Schlüsselfaktor Jugend

Junge Menschen brauchen die Gemeinde und die Gemeinde braucht junge Menschen. Die Zeit des Erwachsenwerdens ist geprägt von körperlichen, psychischen, sozialen und wirtschaftlichen Veränderungen. Und natürlich ist auch das geistliche Leben davon betroffen. Aufgrund gesellschaftlicher Entwicklungen verlängert sich die Zeitspanne, in der man Jugendlicher ist. Dadurch bekommt diese Zeit einen höheren Stellenwert. Junge Menschen sind keine Kinder mehr und doch sind sie noch nicht ganz im Erwachsenenleben integriert. Da junge Menschen sich in der Veränderungsphase befinden, stoßen sie selbst Veränderungen an. Sie sind dynamisch, kreativ, innovativ und leistungsfähig. Viele christliche Erweckungsbewegungen und Reformationen haben ihre Wurzeln in Jugendbewegungen. Als Jesus seine Jünger berief, waren die meisten von ihnen noch Jugendliche.
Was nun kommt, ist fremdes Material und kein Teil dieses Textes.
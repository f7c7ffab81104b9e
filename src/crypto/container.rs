//! Certificate container adapter
//!
//! The only code that knows the container format. Everything else sees
//! `parse(bytes, passphrase) -> ParsedContainer`.

use chrono::{DateTime, Utc};
use openssl::asn1::{Asn1Time, Asn1TimeRef};
use openssl::pkcs12::Pkcs12;
use openssl::x509::{X509NameRef, X509};
use zeroize::Zeroizing;

use crate::domain::CertificateMetadata;
use crate::infra::CertificateError;

/// Certificate and key pulled out of a container.
pub struct ParsedContainer {
    /// DER-encoded X.509 signing certificate
    pub certificate_der: Vec<u8>,
    /// DER-encoded PKCS#8 private key
    pub private_key_der: Zeroizing<Vec<u8>>,
    pub metadata: CertificateMetadata,
}

impl std::fmt::Debug for ParsedContainer {
    fn fmt(&self, f: &mut std::fmt::Formatter<'_>) -> std::fmt::Result {
        f.debug_struct("ParsedContainer")
            .field("certificate_der", &format_args!("[{} bytes]", self.certificate_der.len()))
            .field("private_key_der", &"[redacted]")
            .field("metadata", &self.metadata)
            .finish()
    }
}

pub trait ContainerParser: Send + Sync {
    /// Open the container. Fails with `InvalidCertificate` when the bytes are
    /// not a container holding exactly one certificate and its private key,
    /// and with `WrongPassphrase` when the container does not open.
    fn parse(&self, bytes: &[u8], passphrase: &str) -> Result<ParsedContainer, CertificateError>;
}

/// PKCS#12 (`.p12` / `.pfx`) containers.
#[derive(Debug, Default, Clone, Copy)]
pub struct Pkcs12Parser;

fn invalid(message: impl std::fmt::Display) -> CertificateError {
    CertificateError::InvalidCertificate(message.to_string())
}

impl ContainerParser for Pkcs12Parser {
    fn parse(&self, bytes: &[u8], passphrase: &str) -> Result<ParsedContainer, CertificateError> {
        let pkcs12 = Pkcs12::from_der(bytes).map_err(invalid)?;
        let parsed = pkcs12
            .parse2(passphrase)
            .map_err(|_| CertificateError::WrongPassphrase)?;

        let certificate = parsed
            .cert
            .ok_or_else(|| invalid("container holds no certificate"))?;
        let key = parsed
            .pkey
            .ok_or_else(|| invalid("container holds no private key"))?;

        let extra = parsed.ca.as_ref().map(|chain| chain.len()).unwrap_or(0);
        if extra > 0 {
            return Err(invalid(format!(
                "container must hold exactly one certificate, found {}",
                extra + 1
            )));
        }

        let public = certificate.public_key().map_err(invalid)?;
        if !public.public_eq(&*key) {
            return Err(invalid("private key does not match the certificate"));
        }

        let metadata = metadata_of(&certificate)?;
        let certificate_der = certificate.to_der().map_err(invalid)?;
        let private_key_der = Zeroizing::new(key.private_key_to_pkcs8().map_err(invalid)?);

        Ok(ParsedContainer {
            certificate_der,
            private_key_der,
            metadata,
        })
    }
}

fn metadata_of(certificate: &X509) -> Result<CertificateMetadata, CertificateError> {
    let serial_number = certificate
        .serial_number()
        .to_bn()
        .and_then(|bn| bn.to_hex_str().map(|s| s.to_string()))
        .map_err(invalid)?;

    Ok(CertificateMetadata {
        subject: name_to_string(certificate.subject_name()),
        issuer: name_to_string(certificate.issuer_name()),
        serial_number,
        not_before: asn1_to_utc(certificate.not_before())?,
        not_after: asn1_to_utc(certificate.not_after())?,
    })
}

fn name_to_string(name: &X509NameRef) -> String {
    name.entries()
        .filter_map(|entry| {
            let key = entry.object().nid().short_name().ok()?;
            let value = entry.data().as_utf8().ok()?;
            Some(format!("{key}={value}"))
        })
        .collect::<Vec<_>>()
        .join(", ")
}

fn asn1_to_utc(time: &Asn1TimeRef) -> Result<DateTime<Utc>, CertificateError> {
    let epoch = Asn1Time::from_unix(0).map_err(invalid)?;
    let diff = epoch.diff(time).map_err(invalid)?;
    let secs = i64::from(diff.days) * 86_400 + i64::from(diff.secs);
    DateTime::from_timestamp(secs, 0).ok_or_else(|| invalid("certificate validity out of range"))
}

#[cfg(test)]
mod tests {
    use super::*;
    use crate::crypto::test_support::{container, container_with_chain};
    use chrono::Duration;

    #[test]
    fn extracts_certificate_key_and_validity() {
        let now = Utc::now();
        let bytes = container("ACME SL", "s3cret", now - Duration::days(1), now + Duration::days(90));

        let parsed = Pkcs12Parser.parse(&bytes, "s3cret").unwrap();
        assert!(parsed.metadata.subject.contains("CN=ACME SL"));
        assert!(!parsed.certificate_der.is_empty());
        assert!(!parsed.private_key_der.is_empty());
        let skew = (parsed.metadata.not_after - (now + Duration::days(90))).num_seconds();
        assert!(skew.abs() <= 1, "validity end off by {skew}s");
    }

    #[test]
    fn wrong_passphrase_is_distinguished_from_garbage() {
        let now = Utc::now();
        let bytes = container("ACME SL", "right", now, now + Duration::days(1));
        assert!(matches!(
            Pkcs12Parser.parse(&bytes, "wrong"),
            Err(CertificateError::WrongPassphrase)
        ));
        assert!(matches!(
            Pkcs12Parser.parse(b"definitely not pkcs12", "right"),
            Err(CertificateError::InvalidCertificate(_))
        ));
    }

    #[test]
    fn rejects_containers_with_more_than_one_certificate() {
        let bytes = container_with_chain("ACME SL", "pw");
        assert!(matches!(
            Pkcs12Parser.parse(&bytes, "pw"),
            Err(CertificateError::InvalidCertificate(msg)) if msg.contains("exactly one")
        ));
    }
}
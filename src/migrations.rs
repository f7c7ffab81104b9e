//! Database migrations.
//!
//! SQLx embedded migrations for Postgres (production ledger and invoice
//! inbox) and SQLite (single-node deployments and tests).

use sqlx::{PgPool, SqlitePool};

use crate::infra::Result;

static POSTGRES_MIGRATOR: sqlx::migrate::Migrator = sqlx::migrate!("migrations/postgres");
static SQLITE_MIGRATOR: sqlx::migrate::Migrator = sqlx::migrate!("migrations/sqlite");

pub async fn run_postgres(pool: &PgPool) -> Result<()> {
    POSTGRES_MIGRATOR.run(pool).await?;
    Ok(())
}

pub async fn run_sqlite(pool: &SqlitePool) -> Result<()> {
    SQLITE_MIGRATOR.run(pool).await?;
    Ok(())
}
Auch die Adventgeschichte ist vom Einfluss und der geistlichen Dynamik junger Menschen geprägt. Sie sind seit jeher Träger und wichtiger Bestandteil einer lebendigen Gemeinde und brauchen unsere besondere Aufmerksamkeit. Wir müssen sie sowohl im zwischenmenschlichen als auch im ideologischen und geistlichen Bereich unterstützen. Dies ist am besten im Umfeld einer generationsübergreifenden Gemeinschaft aus Gläubigen möglich – und was für den jungen Menschen gilt, trifft letztlich auf alle Generationen zu.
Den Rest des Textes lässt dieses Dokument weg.